What to produce
Produce a verbatim transcription of all records.
━━━━━ Entries shown ━━━━━
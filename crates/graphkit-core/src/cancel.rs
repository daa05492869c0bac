//! Delays that observe a cancellation signal.

use std::time::Duration;
use thiserror::Error;
use tokio_util::sync::CancellationToken;

/// The wait was interrupted because its cancellation token fired.
#[derive(Debug, Clone, Copy, PartialEq, Eq, Error)]
#[error("operation was cancelled")]
pub struct Cancelled;

/// Sleep for `delay` unless `token` is cancelled first.
///
/// Returns immediately with [`Cancelled`] if the token is already cancelled,
/// without starting the timer.
///
/// # Examples
///
/// ```rust
/// use graphkit_core::cancel::{sleep_or_cancelled, Cancelled};
/// use tokio_util::sync::CancellationToken;
/// use std::time::Duration;
///
/// # async fn example() {
/// let token = CancellationToken::new();
/// token.cancel();
/// assert_eq!(
///     sleep_or_cancelled(Duration::from_secs(60), &token).await,
///     Err(Cancelled)
/// );
/// # }
/// ```
pub async fn sleep_or_cancelled(delay: Duration, token: &CancellationToken) -> Result<(), Cancelled> {
    if token.is_cancelled() {
        return Err(Cancelled);
    }

    tokio::select! {
        biased;
        _ = token.cancelled() => Err(Cancelled),
        _ = tokio::time::sleep(delay) => Ok(()),
    }
}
━━━━━
Result for this task
filename crates/graphkit-core/src/cancel.rs
repository daa05492869c0bac
//! Delays that observe a cancellation signal.

use std::time::Duration;
use thiserror::Error;
use tokio_util::sync::CancellationToken;

/// The wait was interrupted because its cancellation token fired.
#[derive(Debug, Clone, Copy, PartialEq, Eq, Error)]
#[error("operation was cancelled")]
pub struct Cancelled;

/// Sleep for `delay` unless `token` is cancelled first.
///
/// Returns immediately with [`Cancelled`] if the token is already cancelled,
/// without starting the timer.
///
/// # Examples
///
/// ```rust
/// use graphkit_core::cancel::{sleep_or_cancelled, Cancelled};
/// use tokio_util::sync::CancellationToken;
/// use std::time::Duration;
///
/// # async fn example() {
/// let token = CancellationToken::new();
/// token.cancel();
/// assert_eq!(
///     sleep_or_cancelled(Duration::from_secs(60), &token).await,
///     Err(Cancelled)
/// );
/// # }
/// ```
pub async fn sleep_or_cancelled(delay: Duration, token: &CancellationToken) -> Result<(), Cancelled> {
    if token.is_cancelled() {
        return Err(Cancelled);
    }

    tokio::select! {
        biased;
        _ = token.cancelled() => Err(Cancelled),
        _ = tokio::time::sleep(delay) => Ok(()),
    }
}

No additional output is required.